Mexico has vowed to press ahead with attempts to limit private power generation after the Supreme Court ruled against President Andrés Manuel López Obrador’s attempt to block permits for renewable power plants.
MEXICO CITY — Mexico vowed Thursday to continue with attempts to limit private power generation after the Supreme Court ruled against President Andrés Manuel López Obrador’s attempt to block permits for renewable power plants.
Interior Secretary Olga Sánchez Cordero said the court ruling applied only to a 2020 executive order, and said the administration would wage a new court battle over another bill the president sent to Congress this month.
The new bill would give priority in electricity purchases to older, more polluting, state-owned power plants. It is the latest chapter in a battle over private and renewable energy plants that were encouraged by López Obrador’s predecessors.
“This ruling involved the constitutionality of an (executive) order, and that is very different from a law,” Sánchez Cordero said. “So I think we have enough ammunition in common and constitutional law to go ahead, because I insist, we are not rejecting private investment in the energy field.”
With electricity use down during the pandemic, Mexico’s state-owned power company, the Federal Electricity Commission, faces declining revenue and increasing stocks of fuel oil it has to burn in power plants; the dirty fuel has lost customers worldwide. It has also come under pressure to buy coal from domestic mines.
López Obrador sought in an executive order in 2020 to shore up the government company by limiting permits to bring online other plants, including some wind and solar facilities that are already built, in some cases with foreign investment. The president claims that green-energy incentives give those plants an unfair advantage over the state utility.
But on Wednesday, the Supreme Court ruled that many of the provisions of the executive order would unfairly affect competition in the sector. Some of the rules had been put on hold previously. The case was brought by the government’s own anti-monopoly commission.
The first bill López Obrador sent to Congress this year would mandate that the first power to be used on national grids would have to be from government plants, many of which burn coal or fuel oil. Privately run natural gas and renewable energy would be the last in line.
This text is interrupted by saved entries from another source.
//! The open-step stack and id assignment.
//!
//! `start` pushes an implicit root (`0`), so the first real step computes
//! level `0` and parent `0`. Every tracked step pushes its id on
//! `begin_step` and pops the top on `end_step`.
//!
//! # Caller contract
//!
//! `begin_step`/`end_step` must pair like push/pop. The tracker does not check
//! that the step being ended is the innermost open one: ending out of order
//! pops a different id and skews parent/level for every later step until
//! `stop`. A step that is never ended stays on the stack the same way.
//!
//! The stack is locked per operation, so it is never torn, but two unrelated
//! chains running concurrently without external ordering will still see each
//! other's steps as parents. Ids are unique and increasing regardless.

use std::sync::atomic::{AtomicBool, AtomicI32, AtomicU32, Ordering};
use std::sync::{Mutex, MutexGuard, PoisonError};

use anyhow::Result;
use tracing::{debug, warn};

use crate::core::step::{Step, StepMeta, simple_type_name};
use crate::io::config::RecorderConfig;
use crate::sink::{LogSink, StepSink};

/// `max_depth` value that disables the depth cutoff.
pub const UNLIMITED_DEPTH: i32 = -1;

/// Root marker pushed by `start`; also the parent id of top-level steps.
const ROOT_ID: u32 = 0;

#[derive(Debug)]
pub struct StepTracker<S = LogSink> {
    sink: S,
    counter: AtomicU32,
    open_steps: Mutex<Vec<u32>>,
    enabled: AtomicBool,
    disable_after_started: AtomicBool,
    max_depth: AtomicI32,
}

impl StepTracker<LogSink> {
    /// Tracker reporting to the log. Disabled until [`set_enabled`](Self::set_enabled).
    pub fn new() -> Self {
        Self::with_sink(LogSink)
    }
}

impl Default for StepTracker<LogSink> {
    fn default() -> Self {
        Self::new()
    }
}

impl<S: StepSink> StepTracker<S> {
    pub fn with_sink(sink: S) -> Self {
        let defaults = RecorderConfig::default();
        Self {
            sink,
            counter: AtomicU32::new(0),
            open_steps: Mutex::new(Vec::new()),
            enabled: AtomicBool::new(defaults.enabled),
            disable_after_started: AtomicBool::new(defaults.disable_after_started),
            max_depth: AtomicI32::new(defaults.max_depth),
        }
    }

    pub fn from_config(config: &RecorderConfig, sink: S) -> Self {
        let tracker = Self::with_sink(sink);
        tracker.apply_config(config);
        tracker
    }

    pub fn apply_config(&self, config: &RecorderConfig) {
        self.set_enabled(config.enabled);
        self.set_disable_after_started(config.disable_after_started);
        self.set_max_depth(config.max_depth);
    }

    pub fn sink(&self) -> &S {
        &self.sink
    }

    pub fn is_enabled(&self) -> bool {
        self.enabled.load(Ordering::Relaxed)
    }

    pub fn set_enabled(&self, enabled: bool) {
        self.enabled.store(enabled, Ordering::Relaxed);
    }

    /// Advisory: read by the host to stop tracking once the application has
    /// started. The tracker itself never acts on it.
    pub fn is_disable_after_started(&self) -> bool {
        self.disable_after_started.load(Ordering::Relaxed)
    }

    pub fn set_disable_after_started(&self, disable: bool) {
        self.disable_after_started.store(disable, Ordering::Relaxed);
    }

    pub fn max_depth(&self) -> i32 {
        self.max_depth.load(Ordering::Relaxed)
    }

    /// Steps whose level would be `>= max_depth` are not tracked.
    /// [`UNLIMITED_DEPTH`] turns the cutoff off.
    pub fn set_max_depth(&self, max_depth: i32) {
        self.max_depth.store(max_depth, Ordering::Relaxed);
    }

    /// Number of entries on the open-step stack, including root markers.
    pub fn open_depth(&self) -> usize {
        self.lock_open_steps().len()
    }

    /// Push a root marker. Call once per tracked lifecycle.
    pub fn start(&self) {
        let mut open = self.lock_open_steps();
        open.push(ROOT_ID);
        debug!(depth = open.len(), "startup step tracking started");
    }

    /// Disable tracking and drop all open-step state, balanced or not.
    pub fn stop(&self) {
        self.set_enabled(false);
        let mut open = self.lock_open_steps();
        let discarded = open.len();
        open.clear();
        debug!(discarded, "startup step tracking stopped");
    }

    /// Begin a step nested under the innermost open one.
    ///
    /// Returns [`Step::Disabled`] without touching any state when tracking is
    /// off, the step falls at or below the depth cutoff, or all `u32::MAX`
    /// ids have been handed out.
    pub fn begin_step(&self, step_type: &str, name: &str, description: &str) -> Step {
        if !self.is_enabled() {
            return Step::Disabled;
        }

        let meta = {
            let mut open = self.lock_open_steps();
            let level = open.len().saturating_sub(1);
            if self.below_cutoff(level) {
                debug!(level, step_type, name, "step below depth cutoff not tracked");
                return Step::Disabled;
            }
            let Ok(last) =
                self.counter
                    .fetch_update(Ordering::Relaxed, Ordering::Relaxed, |n| n.checked_add(1))
            else {
                warn!(step_type, name, "step id space exhausted; step not tracked");
                return Step::Disabled;
            };
            let id = last + 1;
            let parent_id = open.last().copied().unwrap_or(ROOT_ID);
            open.push(id);
            StepMeta {
                step_type: step_type.to_string(),
                name: name.to_string(),
                description: description.to_string(),
                id,
                parent_id,
                level,
            }
        };

        let step = self.sink.create_step(meta);
        self.sink.on_begin_step(&step);
        Step::Tracked(step)
    }

    /// [`begin_step`](Self::begin_step) with the type taken from `T`'s simple name.
    pub fn begin_step_for<T: ?Sized>(&self, name: &str, description: &str) -> Step {
        self.begin_step(simple_type_name::<T>(), name, description)
    }

    /// End a step returned by `begin_step`.
    ///
    /// The sentinel is ignored. For a real step the stack top is popped and the
    /// step ended before the sink sees it; only a sink error is returned.
    pub fn end_step(&self, step: Step) -> Result<()> {
        let Step::Tracked(mut step) = step else {
            return Ok(());
        };
        self.lock_open_steps().pop();
        step.end();
        self.sink.on_end_step(&step)
    }

    /// Run `f` inside a step. A panic in `f` leaves the step open.
    pub fn in_step<R>(
        &self,
        step_type: &str,
        name: &str,
        description: &str,
        f: impl FnOnce(&mut Step) -> R,
    ) -> Result<R> {
        let mut step = self.begin_step(step_type, name, description);
        let out = f(&mut step);
        self.end_step(step)?;
        Ok(out)
    }

    fn below_cutoff(&self, level: usize) -> bool {
        let max_depth = self.max_depth();
        max_depth != UNLIMITED_DEPTH
            && i64::try_from(level).unwrap_or(i64::MAX) >= i64::from(max_depth)
    }

    fn lock_open_steps(&self) -> MutexGuard<'_, Vec<u32>> {
        self.open_steps
            .lock()
            .unwrap_or_else(PoisonError::into_inner)
    }
}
Mexican business groups say the proposed law would hurt investors and force Mexicans to buy more expensive electrical power from the dirtier government-owned plants. It would also endanger Mexico’s commitments to reduce carbon emissions, and possibly cause disputes with foreign investors under the US-Mexico-Canada trade agreement.
Sánchez Cordero defended the proposal, saying “a sector like electricity that is so strategic, involving national security, has to be under government stewardship. That does not mean that private firms cannot participate, within certain limits and rules.”
López Obrador is trying to fast-track the bill through Congress in 30 days.
The business groups contend that the new law would put at risk Mexican industrial firms, and would hurt investors who, under the existing rules, invested heavily in Mexican plants.
“This opens the way to indirect expropriation of private plants, by changing the ground rules to create a monopoly” for the state-owned Federal Electricity Commission, the Business Coordinating Council said in a statement.
The Mexican Federation of Industry Chambers said the law “condemns the country to consuming polluting and expensive power, and if it becomes law, will cause irreversible damage to our country’s economy and competitivity.”
The Mexican Institute for Competitivity said the proposed law “goes against the Constitution and international trade agreements, specifically the U.S.-Mexico-Canada Agreement. It would also take the country away from the path of the transition to clean energy, and lead to noncompliance with the Paris Accords.”
In a panel discussion Wednesday, Duncan Wood, Vice President for Strategy & New Initiatives at the Washington-based Wilson Center said laws like the new energy bill are “actually not going to help Mexico succeed.”
“They’re actually going to weaken confidence in the economy, drive up prices and perhaps even more problematic in the long term, is weaken Mexico’s commitment to reducing emissions,” Wood said.
Roberto Velasco, Mexico’s director general of North American affairs, said “I understand there is some level of concern regarding this initiative.”
“This initiative is trying to address a real issue which is that given the current sharp decrease on aggregate demand the electric system must cope swiftly in order to guarantee energy supply,” Velasco said. “We have a reality which is in the past few months we’ve seen sharp decreases in energy consumption.”
López Obrador is known for his love of the oil industry and state-owned firms, and he has had a testy relationship with the private sector in his first two years in office.
Mexican industries have long been hobbled by the country’s relatively expensive and unreliable electricity supply. A 2013 legal overhaul opened the way for private companies, many of them foreign, to invest more heavily in the sector.